In summary, caching can cause massive performance savings in specific cases like clip gradients, but can also easily break. I would recommend not worrying too much about making sure to make use of caching in a situation that does not strictly need it. What is more important is being aware of the situations that do strictly need caching (which are mainly clip gradients) and making sure not to break those for any of the reasons listed above.

Note, also, that all of these points only apply when there are multiple copies of the same shape (on the same frame) involved.

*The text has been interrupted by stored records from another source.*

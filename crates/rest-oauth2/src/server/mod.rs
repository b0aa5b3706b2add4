//! HTTP surface of the authorization server.
//!
//! Wires the protocol engine to axum:
//! - the login-bound authorization endpoint and its approval page
//! - the token endpoint
//! - bearer authentication for the profile and admin JSON APIs

pub mod authorize;
pub mod clients;
pub mod middleware;
pub mod pages;
pub mod token;
pub mod tokens;
pub mod transport;

use std::net::SocketAddr;
use std::sync::Arc;

use anyhow::Context;
use axum::Router;
use axum::http::HeaderName;

use crate::config::Config;
use crate::grant::{GrantContext, GrantRegistry, GrantType, RedirectArgsTransformer};
use crate::identity::{HeaderSession, IdentityDirectory, LoginSession, NoSession};
use crate::nonce::NonceSigner;
use crate::policy::{DefaultPolicy, Policy};
use crate::registry::ClientRegistry;
use crate::store::Store;
use crate::tokens::TokenStore;
use transport::HttpState;

/// Builder and runner for the OAuth 2.0 server.
pub struct OAuthServer {
    config: Config,
    ctx: GrantContext,
    grants: GrantRegistry,
    session: Arc<dyn LoginSession>,
    policy: Arc<dyn Policy>,
}

impl OAuthServer {
    /// Create a server over the given store and identity directory.
    ///
    /// # Errors
    ///
    /// Returns error if the configured identity header is not a valid header name.
    ///
    /// The identity header is trusted only when configured. Without it no
    /// request has a login session until [`OAuthServer::with_session`] installs one.
    pub fn new(
        config: Config,
        store: Arc<dyn Store>,
        identities: Arc<dyn IdentityDirectory>,
    ) -> anyhow::Result<Self> {
        let session: Arc<dyn LoginSession> = match &config.identity_header {
            Some(name) => {
                let header = HeaderName::from_bytes(name.trim().as_bytes())
                    .with_context(|| format!("invalid identity header '{name}'"))?;
                tracing::info!(header = %header, "Trusting proxy identity header");
                Arc::new(HeaderSession::new(header, config.login_url.clone()))
            }
            None => {
                tracing::warn!("No identity header configured; only bearer tokens authenticate");
                Arc::new(NoSession::new(config.login_url.clone()))
            }
        };

        let nonces = match &config.nonce_secret {
            Some(secret) => NonceSigner::new(secret.as_bytes()),
            None => {
                tracing::warn!("No nonce secret configured; approval forms will not survive a restart");
                NonceSigner::random()
            }
        };

        let registry = ClientRegistry::new(Arc::clone(&store))
            .with_token_cascade(config.revoke_tokens_on_client_delete);
        let tokens = TokenStore::new(store, identities);
        let ctx = GrantContext::new(registry, tokens, nonces).with_force_pkce(config.force_pkce);

        Ok(Self {
            config,
            ctx,
            grants: GrantRegistry::with_defaults(),
            session,
            policy: Arc::new(DefaultPolicy),
        })
    }

    /// Replace the login session collaborator.
    #[must_use]
    pub fn with_session(mut self, session: Arc<dyn LoginSession>) -> Self {
        self.session = session;
        self
    }

    #[must_use]
    pub fn with_policy(mut self, policy: Arc<dyn Policy>) -> Self {
        self.policy = policy;
        self
    }

    /// Register an additional grant type.
    #[must_use]
    pub fn with_grant(mut self, grant: Arc<dyn GrantType>) -> Self {
        self.grants.register(grant);
        self
    }

    #[must_use]
    pub fn with_transformer(mut self, transformer: Arc<dyn RedirectArgsTransformer>) -> Self {
        self.ctx = self.ctx.with_transformer(transformer);
        self
    }

    #[must_use]
    pub const fn registry(&self) -> &ClientRegistry {
        &self.ctx.registry
    }

    #[must_use]
    pub const fn tokens(&self) -> &TokenStore {
        &self.ctx.tokens
    }

    /// Build the axum router.
    #[must_use]
    pub fn router(&self) -> Router {
        transport::create_router(Arc::new(HttpState {
            config: self.config.clone(),
            ctx: self.ctx.clone(),
            grants: self.grants.clone(),
            session: Arc::clone(&self.session),
            policy: Arc::clone(&self.policy),
        }))
    }

    /// Run the server in HTTP mode.
    ///
    /// # Errors
    ///
    /// Returns error on server failure.
    pub async fn run_http(self, port: u16) -> anyhow::Result<()> {
        tracing::info!("Starting OAuth 2.0 server on port {}", port);
        tracing::info!("Grant types: {}", self.grants.names().join(", "));

        let cleanup =
            Arc::new(self.ctx.tokens.clone()).start_cleanup_task(self.config.code_cleanup_interval);

        let router = self.router();
        let addr = SocketAddr::from(([0, 0, 0, 0], port));
        tracing::info!("HTTP server listening on http://{}", addr);

        let listener = tokio::net::TcpListener::bind(addr).await?;
        axum::serve(listener, router).with_graceful_shutdown(shutdown_signal()).await?;

        cleanup.abort();
        tracing::info!("HTTP server shut down");
        Ok(())
    }
}

impl std::fmt::Debug for OAuthServer {
    fn fmt(&self, f: &mut std::fmt::Formatter<'_>) -> std::fmt::Result {
        f.debug_struct("OAuthServer")
            .field("config", &self.config)
            .field("grants", &self.grants)
            .finish_non_exhaustive()
    }
}

async fn shutdown_signal() {
    if let Err(e) = tokio::signal::ctrl_c().await {
        tracing::error!(error = %e, "Failed to install CTRL+C handler");
        std::future::pending::<()>().await;
    }
    tracing::info!("Received shutdown signal");
}
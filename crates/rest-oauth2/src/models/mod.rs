//! Data models for clients, codes and tokens.

mod client;
mod token;

pub use client::{Client, ClientStatus, ClientType, PERSONAL_CLIENT_ID};
pub use token::{AccessToken, AuthorizationCode};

If a specific shape only appears once (per frame), you don't need to worry about breaking caching in the first place.

At the time of writing, libass's caches are preserved throughout when rendering a single frame, but may be cleaned up between frames when they get too large. While libass's caching behavior for a single frame is somewhat predictable, I would not recommend relying on libass's caching across frames. In fact, I do not recommend relying on any kind of behavior across frames at all when it comes to performance. Instead, ensure that each individual frame renders fast enough, even if it is the first frame that libass will ever render. If you are checking performance in mpv, you can resize mpv's window (e.g. by exiting and reentering fullscreen) to clear all of libass's bitmap caches.

Note that what is not currently cached is the process of applying a vector clip (the rasterization is cached, but the multiplication is not). This could change in the future, though.

Bitmaps are Rectangles

In the previous sections we have learned the following two facts:

  • Performance mainly depends on total bitmap size
  • The fill and outline of each "run" of a subtitle event is rasterized to a single bitmap (from which the shadow and karaoke effect, if present, are then derived).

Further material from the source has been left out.